__TASK REQUIREMENTS__.
Look below for the line containing "state changes here."; from there, print each line exactly up to and including the line containing "a logout call.", and stop.

__DATASET RECORDS__.
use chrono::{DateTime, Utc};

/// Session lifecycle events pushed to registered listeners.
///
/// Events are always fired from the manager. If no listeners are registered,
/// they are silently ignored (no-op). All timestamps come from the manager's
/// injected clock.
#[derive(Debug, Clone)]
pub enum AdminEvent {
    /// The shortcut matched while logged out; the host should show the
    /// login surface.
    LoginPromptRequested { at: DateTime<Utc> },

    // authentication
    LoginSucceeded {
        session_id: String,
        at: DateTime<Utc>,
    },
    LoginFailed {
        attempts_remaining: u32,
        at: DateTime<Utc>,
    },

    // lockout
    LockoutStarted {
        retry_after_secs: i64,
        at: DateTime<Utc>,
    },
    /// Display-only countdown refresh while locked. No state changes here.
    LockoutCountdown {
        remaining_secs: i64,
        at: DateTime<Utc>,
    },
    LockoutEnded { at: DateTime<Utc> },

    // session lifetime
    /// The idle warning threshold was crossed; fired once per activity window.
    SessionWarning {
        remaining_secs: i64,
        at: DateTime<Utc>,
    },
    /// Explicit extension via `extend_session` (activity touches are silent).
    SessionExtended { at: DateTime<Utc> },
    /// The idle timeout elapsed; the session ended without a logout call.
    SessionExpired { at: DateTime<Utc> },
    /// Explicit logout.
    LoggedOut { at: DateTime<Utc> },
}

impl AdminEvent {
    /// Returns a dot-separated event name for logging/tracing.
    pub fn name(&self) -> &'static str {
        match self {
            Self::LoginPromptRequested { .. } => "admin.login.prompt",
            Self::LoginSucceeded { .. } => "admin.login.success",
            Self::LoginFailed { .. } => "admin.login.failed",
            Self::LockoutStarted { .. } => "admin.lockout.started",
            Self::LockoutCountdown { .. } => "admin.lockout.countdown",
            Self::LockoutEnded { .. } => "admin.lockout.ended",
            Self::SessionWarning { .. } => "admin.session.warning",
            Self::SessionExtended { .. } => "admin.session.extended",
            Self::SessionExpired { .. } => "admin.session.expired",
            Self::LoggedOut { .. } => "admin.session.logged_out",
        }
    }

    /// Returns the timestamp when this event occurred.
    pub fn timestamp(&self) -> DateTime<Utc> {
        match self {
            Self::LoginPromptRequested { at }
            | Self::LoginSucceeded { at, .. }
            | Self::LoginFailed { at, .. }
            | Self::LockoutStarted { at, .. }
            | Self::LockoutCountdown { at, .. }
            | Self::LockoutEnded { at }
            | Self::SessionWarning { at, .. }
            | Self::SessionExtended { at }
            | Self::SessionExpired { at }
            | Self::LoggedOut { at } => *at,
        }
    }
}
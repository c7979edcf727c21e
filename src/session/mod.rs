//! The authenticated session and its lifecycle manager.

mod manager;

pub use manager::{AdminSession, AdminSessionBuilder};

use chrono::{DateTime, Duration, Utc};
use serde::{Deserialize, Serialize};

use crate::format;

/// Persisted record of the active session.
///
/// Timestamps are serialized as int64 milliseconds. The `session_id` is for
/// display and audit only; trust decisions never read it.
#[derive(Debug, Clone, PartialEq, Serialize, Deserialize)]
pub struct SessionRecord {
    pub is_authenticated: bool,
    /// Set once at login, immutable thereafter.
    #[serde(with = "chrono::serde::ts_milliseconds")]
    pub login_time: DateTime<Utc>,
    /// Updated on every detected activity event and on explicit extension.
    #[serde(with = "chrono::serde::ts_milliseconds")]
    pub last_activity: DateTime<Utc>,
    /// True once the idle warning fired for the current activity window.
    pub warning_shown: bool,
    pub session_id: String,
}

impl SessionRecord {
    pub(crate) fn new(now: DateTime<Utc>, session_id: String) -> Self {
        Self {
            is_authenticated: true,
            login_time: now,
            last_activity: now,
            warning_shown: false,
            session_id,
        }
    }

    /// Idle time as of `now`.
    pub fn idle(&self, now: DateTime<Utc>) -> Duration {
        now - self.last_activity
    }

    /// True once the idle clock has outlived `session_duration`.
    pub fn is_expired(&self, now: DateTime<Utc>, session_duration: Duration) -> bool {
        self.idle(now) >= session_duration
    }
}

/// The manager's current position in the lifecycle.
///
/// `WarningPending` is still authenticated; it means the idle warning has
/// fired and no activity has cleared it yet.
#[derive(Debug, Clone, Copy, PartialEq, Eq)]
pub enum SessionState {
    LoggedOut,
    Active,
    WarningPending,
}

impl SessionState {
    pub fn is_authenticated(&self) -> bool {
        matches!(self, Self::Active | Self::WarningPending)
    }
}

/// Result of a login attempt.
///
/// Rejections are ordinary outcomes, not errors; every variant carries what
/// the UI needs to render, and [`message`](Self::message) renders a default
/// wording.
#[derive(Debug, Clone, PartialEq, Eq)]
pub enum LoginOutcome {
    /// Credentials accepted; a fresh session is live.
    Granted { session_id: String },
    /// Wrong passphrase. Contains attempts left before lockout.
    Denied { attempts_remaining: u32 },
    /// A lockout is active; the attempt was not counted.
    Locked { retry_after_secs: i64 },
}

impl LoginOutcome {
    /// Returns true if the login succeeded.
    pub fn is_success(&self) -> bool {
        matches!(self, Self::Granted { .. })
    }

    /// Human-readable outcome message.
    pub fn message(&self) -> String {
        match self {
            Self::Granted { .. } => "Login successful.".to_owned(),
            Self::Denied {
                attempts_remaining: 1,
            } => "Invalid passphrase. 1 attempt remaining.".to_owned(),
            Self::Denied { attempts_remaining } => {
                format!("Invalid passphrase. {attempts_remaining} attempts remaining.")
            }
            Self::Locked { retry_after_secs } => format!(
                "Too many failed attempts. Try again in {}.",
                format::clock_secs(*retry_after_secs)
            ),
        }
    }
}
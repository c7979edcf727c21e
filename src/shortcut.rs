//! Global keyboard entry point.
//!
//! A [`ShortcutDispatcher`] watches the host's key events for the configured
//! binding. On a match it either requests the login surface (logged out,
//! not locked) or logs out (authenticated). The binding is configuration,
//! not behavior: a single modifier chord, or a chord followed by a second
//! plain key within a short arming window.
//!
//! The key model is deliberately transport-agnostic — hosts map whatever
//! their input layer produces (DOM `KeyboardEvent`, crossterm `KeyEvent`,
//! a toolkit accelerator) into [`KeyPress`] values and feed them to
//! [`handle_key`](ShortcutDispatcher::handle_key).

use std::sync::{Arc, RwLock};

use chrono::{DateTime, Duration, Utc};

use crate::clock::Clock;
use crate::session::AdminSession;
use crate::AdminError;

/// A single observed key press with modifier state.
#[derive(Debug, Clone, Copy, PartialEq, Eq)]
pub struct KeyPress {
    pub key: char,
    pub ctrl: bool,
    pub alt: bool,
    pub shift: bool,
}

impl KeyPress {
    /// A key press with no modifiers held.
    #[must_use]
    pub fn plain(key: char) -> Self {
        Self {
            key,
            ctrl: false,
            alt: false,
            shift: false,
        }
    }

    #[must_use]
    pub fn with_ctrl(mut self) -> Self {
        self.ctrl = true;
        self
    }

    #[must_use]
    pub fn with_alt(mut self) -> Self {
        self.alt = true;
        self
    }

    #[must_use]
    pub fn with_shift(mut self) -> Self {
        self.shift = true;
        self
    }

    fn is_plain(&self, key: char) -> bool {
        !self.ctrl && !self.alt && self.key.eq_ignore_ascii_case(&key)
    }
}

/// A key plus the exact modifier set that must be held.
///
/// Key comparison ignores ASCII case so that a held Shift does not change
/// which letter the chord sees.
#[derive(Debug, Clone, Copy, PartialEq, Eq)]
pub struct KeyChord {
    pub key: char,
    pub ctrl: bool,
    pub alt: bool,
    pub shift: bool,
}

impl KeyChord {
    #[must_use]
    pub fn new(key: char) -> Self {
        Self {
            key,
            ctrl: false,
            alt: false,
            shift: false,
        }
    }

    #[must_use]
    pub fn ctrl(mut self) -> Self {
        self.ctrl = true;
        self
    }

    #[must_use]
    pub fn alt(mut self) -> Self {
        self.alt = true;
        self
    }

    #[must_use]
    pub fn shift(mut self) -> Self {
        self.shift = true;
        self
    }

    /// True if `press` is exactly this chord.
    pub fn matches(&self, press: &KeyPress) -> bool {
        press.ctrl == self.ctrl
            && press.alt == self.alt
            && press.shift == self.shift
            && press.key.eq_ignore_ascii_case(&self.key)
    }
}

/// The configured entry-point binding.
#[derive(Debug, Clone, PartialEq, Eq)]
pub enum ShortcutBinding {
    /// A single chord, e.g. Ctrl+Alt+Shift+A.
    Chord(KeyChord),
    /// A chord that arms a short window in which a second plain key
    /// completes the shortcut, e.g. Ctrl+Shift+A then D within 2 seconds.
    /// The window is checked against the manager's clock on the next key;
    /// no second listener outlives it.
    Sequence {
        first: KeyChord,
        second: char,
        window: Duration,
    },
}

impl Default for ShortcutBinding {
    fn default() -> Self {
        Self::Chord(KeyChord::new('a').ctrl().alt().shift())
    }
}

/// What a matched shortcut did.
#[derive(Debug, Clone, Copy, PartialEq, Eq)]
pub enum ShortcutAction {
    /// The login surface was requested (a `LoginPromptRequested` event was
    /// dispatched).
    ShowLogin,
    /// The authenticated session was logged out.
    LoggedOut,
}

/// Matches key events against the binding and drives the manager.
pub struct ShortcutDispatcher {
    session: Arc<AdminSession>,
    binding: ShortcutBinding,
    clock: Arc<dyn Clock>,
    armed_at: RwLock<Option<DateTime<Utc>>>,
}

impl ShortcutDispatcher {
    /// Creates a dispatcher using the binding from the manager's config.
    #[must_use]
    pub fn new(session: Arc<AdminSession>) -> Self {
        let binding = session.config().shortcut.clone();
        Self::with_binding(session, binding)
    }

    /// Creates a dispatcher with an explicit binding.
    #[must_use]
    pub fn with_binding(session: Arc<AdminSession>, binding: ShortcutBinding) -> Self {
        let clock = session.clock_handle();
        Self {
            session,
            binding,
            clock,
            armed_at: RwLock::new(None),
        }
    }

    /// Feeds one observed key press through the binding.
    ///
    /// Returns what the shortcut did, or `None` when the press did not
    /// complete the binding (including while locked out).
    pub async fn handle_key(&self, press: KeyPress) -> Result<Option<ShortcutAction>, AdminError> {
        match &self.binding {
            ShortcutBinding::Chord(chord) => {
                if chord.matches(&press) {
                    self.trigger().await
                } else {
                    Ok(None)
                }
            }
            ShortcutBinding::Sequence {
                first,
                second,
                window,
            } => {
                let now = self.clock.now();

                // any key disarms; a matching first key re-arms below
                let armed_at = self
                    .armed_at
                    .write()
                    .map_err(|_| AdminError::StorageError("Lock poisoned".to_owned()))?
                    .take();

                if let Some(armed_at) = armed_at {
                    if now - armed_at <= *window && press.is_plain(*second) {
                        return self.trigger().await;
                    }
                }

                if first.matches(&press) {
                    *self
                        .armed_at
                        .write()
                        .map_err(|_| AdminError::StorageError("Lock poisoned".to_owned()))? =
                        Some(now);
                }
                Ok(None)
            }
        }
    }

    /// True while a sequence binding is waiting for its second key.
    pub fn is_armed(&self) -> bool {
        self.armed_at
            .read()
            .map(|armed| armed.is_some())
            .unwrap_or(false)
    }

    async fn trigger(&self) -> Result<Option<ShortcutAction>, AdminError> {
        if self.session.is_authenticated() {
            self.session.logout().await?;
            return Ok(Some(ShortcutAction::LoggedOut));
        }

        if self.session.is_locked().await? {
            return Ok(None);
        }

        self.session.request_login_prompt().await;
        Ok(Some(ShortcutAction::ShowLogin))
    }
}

__SOLUTION__.
    /// Display-only countdown refresh while locked. No state changes here.
    LockoutCountdown {
        remaining_secs: i64,
        at: DateTime<Utc>,
    },
    LockoutEnded { at: DateTime<Utc> },

    // session lifetime
    /// The idle warning threshold was crossed; fired once per activity window.
    SessionWarning {
        remaining_secs: i64,
        at: DateTime<Utc>,
    },
    /// Explicit extension via `extend_session` (activity touches are silent).
    SessionExtended { at: DateTime<Utc> },
    /// The idle timeout elapsed; the session ended without a logout call.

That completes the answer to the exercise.